• Material shown
//! Command implementations.

use std::path::Path;

use anyhow::{Context, Result};
use clap::Subcommand;
use serde_json::json;

use storyline_client::fetch::{canonicalize, resolve};
use storyline_client::{InterceptedRequest, Interception, InterceptionHost, NewStory, Photo, PushMessage};

use crate::app::App;
use crate::output::{ResponseView, print_json};

#[derive(Debug, Subcommand)]
pub enum CacheCommand {
    /// Record count, byte estimate and cache age range
    Stats,
    /// Every cached story with its metadata
    List,
    /// Stories authored on this device and not yet published
    Offline,
    /// Remove one cached story
    Delete { id: String },
    /// Remove every cached story
    Clear,
}

#[derive(Debug, Subcommand)]
pub enum AssetsCommand {
    /// Pre-fetch the application shell into the static tier
    Install,
    /// Delete tiers left over from earlier versions
    Activate,
    /// Route one request through the strategy router
    Fetch {
        /// Absolute URL, or a path on the asset origin
        url: String,

        /// Issue the request as a page navigation
        #[arg(long, conflicts_with = "image")]
        navigate: bool,

        /// Issue the request as an image load
        #[arg(long)]
        image: bool,

        #[arg(long, default_value = "GET")]
        method: String,
    },
}

#[derive(Debug, Subcommand)]
pub enum NotifyCommand {
    /// Register the device and report the current subscription
    Init,
    /// Subscribe this device to push notifications
    Subscribe {
        /// Grant notification permission if asked
        #[arg(long)]
        grant: bool,
    },
    /// Unsubscribe this device
    Unsubscribe,
    /// Report the subscription as recorded on this device
    Status,
    /// Show the notification a push payload would produce
    Message {
        /// Raw payload: a JSON object overriding the defaults, or plain text
        payload: Option<String>,

        /// Notification action that was clicked
        #[arg(long)]
        action: Option<String>,
    },
}

pub async fn stories(app: &App, refresh: bool) -> Result<()> {
    let listing = app.sync().get_all_records(refresh).await?;
    if listing.using_cache() {
        tracing::info!(count = listing.data.len(), "showing cached stories");
    }
    print_json(&listing)
}

pub async fn story(app: &App, id: &str) -> Result<()> {
    let story = app.sync().get_record_by_id(id).await?;
    print_json(&story)
}

fn mime_for(path: &Path) -> &'static str {
    let extension = path.extension().and_then(|e| e.to_str()).map(str::to_ascii_lowercase);
    match extension.as_deref() {
        Some("jpg" | "jpeg") => "image/jpeg",
        Some("png") => "image/png",
        Some("gif") => "image/gif",
        Some("webp") => "image/webp",
        Some("svg") => "image/svg+xml",
        _ => "application/octet-stream",
    }
}

async fn read_photo(path: &Path) -> Result<Photo> {
    let bytes = tokio::fs::read(path).await.with_context(|| format!("cannot read photo {}", path.display()))?;
    let file_name = path
        .file_name()
        .and_then(|n| n.to_str())
        .unwrap_or("photo")
        .to_string();
    Ok(Photo { file_name, mime_type: mime_for(path).to_string(), bytes })
}

pub async fn add(app: &App, description: String, photo: &Path, lat: Option<f64>, lon: Option<f64>) -> Result<()> {
    let draft = NewStory::new(description, lat, lon);
    draft.validate()?;
    let photo = read_photo(photo).await?;

    let outcome = app.sync().create_record(&draft, &photo).await?;
    print_json(&outcome)
}

pub async fn cache(app: &App, command: CacheCommand) -> Result<()> {
    let sync = app.sync();
    match command {
        CacheCommand::Stats => print_json(&sync.storage_stats().await?),
        CacheCommand::List => print_json(&sync.cached_records().await?),
        CacheCommand::Offline => print_json(&sync.offline_created_records().await?),
        CacheCommand::Delete { id } => {
            sync.delete_cached(&id).await?;
            print_json(&json!({ "deleted": id }))
        }
        CacheCommand::Clear => {
            sync.clear_cache().await?;
            print_json(&json!({ "cleared": true }))
        }
    }
}

pub async fn login(app: &App, email: &str, password: &str) -> Result<()> {
    let token = app.api().login(email, password).await?;
    app.credentials().set_credential(&token).await?;
    tracing::info!("logged in");
    print_json(&json!({ "loggedIn": true }))
}

pub async fn register(app: &App, name: &str, email: &str, password: &str) -> Result<()> {
    app.api().register(name, email, password).await?;
    print_json(&json!({ "registered": true }))
}

pub async fn logout(app: &App) -> Result<()> {
    app.credentials().clear_credential().await?;
    print_json(&json!({ "loggedIn": false }))
}

pub async fn assets(app: &App, command: AssetsCommand) -> Result<()> {
    let router = app.router()?;
    match command {
        AssetsCommand::Install => print_json(&router.on_install().await?),
        AssetsCommand::Activate => {
            let removed = router.on_activate().await?;
            print_json(&json!({ "removedTiers": removed }))
        }
        AssetsCommand::Fetch { url, navigate, image, method } => {
            let url = if url.starts_with('/') {
                resolve(&canonicalize(&app.config.asset_origin)?, &url)?
            } else {
                canonicalize(&url)?
            };

            let request = match (navigate, image) {
                (true, _) => InterceptedRequest::navigate(url),
                (_, true) => InterceptedRequest::image(url),
                _ => InterceptedRequest::get(url),
            }
            .with_method(method);

            match router.on_intercept(&request).await {
                Interception::Respond(response) => print_json(&ResponseView::from(response)),
                Interception::NoResponse => print_json(&json!({ "response": null })),
                Interception::PassThrough => print_json(&json!({ "intercepted": false })),
            }
        }
    }
}

pub async fn notify(app: &App, command: NotifyCommand) -> Result<()> {
    match command {
        NotifyCommand::Init => print_json(&app.subscriptions(false).initialize().await?),
        NotifyCommand::Subscribe { grant } => print_json(&app.subscriptions(grant).subscribe().await?),
        NotifyCommand::Unsubscribe => print_json(&app.subscriptions(false).unsubscribe().await?),
        NotifyCommand::Status => print_json(&app.subscriptions(false).status().await?),
        NotifyCommand::Message { payload, action } => {
            let message = PushMessage::from_payload(payload.as_deref().map(str::as_bytes));
            let opens = message.click_target(action.as_deref()).map(str::to_string);
            print_json(&json!({ "notification": message, "opens": opens }))
        }
    }
}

• What you will do
Beginning with the line above that contains "Remove every cached story", copy each line exactly up to and including the line that contains "fn mime_for(path: &Path)", and go no further.

• Answer section
    /// Remove every cached story
    Clear,
}

#[derive(Debug, Subcommand)]
pub enum AssetsCommand {
    /// Pre-fetch the application shell into the static tier
    Install,
    /// Delete tiers left over from earlier versions
    Activate,
    /// Route one request through the strategy router
    Fetch {
        /// Absolute URL, or a path on the asset origin
        url: String,

        /// Issue the request as a page navigation
        #[arg(long, conflicts_with = "image")]
        navigate: bool,

        /// Issue the request as an image load
        #[arg(long)]
        image: bool,

        #[arg(long, default_value = "GET")]
        method: String,
    },
}

#[derive(Debug, Subcommand)]
pub enum NotifyCommand {
    /// Register the device and report the current subscription
    Init,
    /// Subscribe this device to push notifications
    Subscribe {
        /// Grant notification permission if asked
        #[arg(long)]
        grant: bool,
    },
    /// Unsubscribe this device
    Unsubscribe,
    /// Report the subscription as recorded on this device
    Status,
    /// Show the notification a push payload would produce
    Message {
        /// Raw payload: a JSON object overriding the defaults, or plain text
        payload: Option<String>,

        /// Notification action that was clicked
        #[arg(long)]
        action: Option<String>,
    },
}

pub async fn stories(app: &App, refresh: bool) -> Result<()> {
    let listing = app.sync().get_all_records(refresh).await?;
    if listing.using_cache() {
        tracing::info!(count = listing.data.len(), "showing cached stories");
    }
    print_json(&listing)
}

pub async fn story(app: &App, id: &str) -> Result<()> {
    let story = app.sync().get_record_by_id(id).await?;
    print_json(&story)
}

fn mime_for(path: &Path) -> &'static str {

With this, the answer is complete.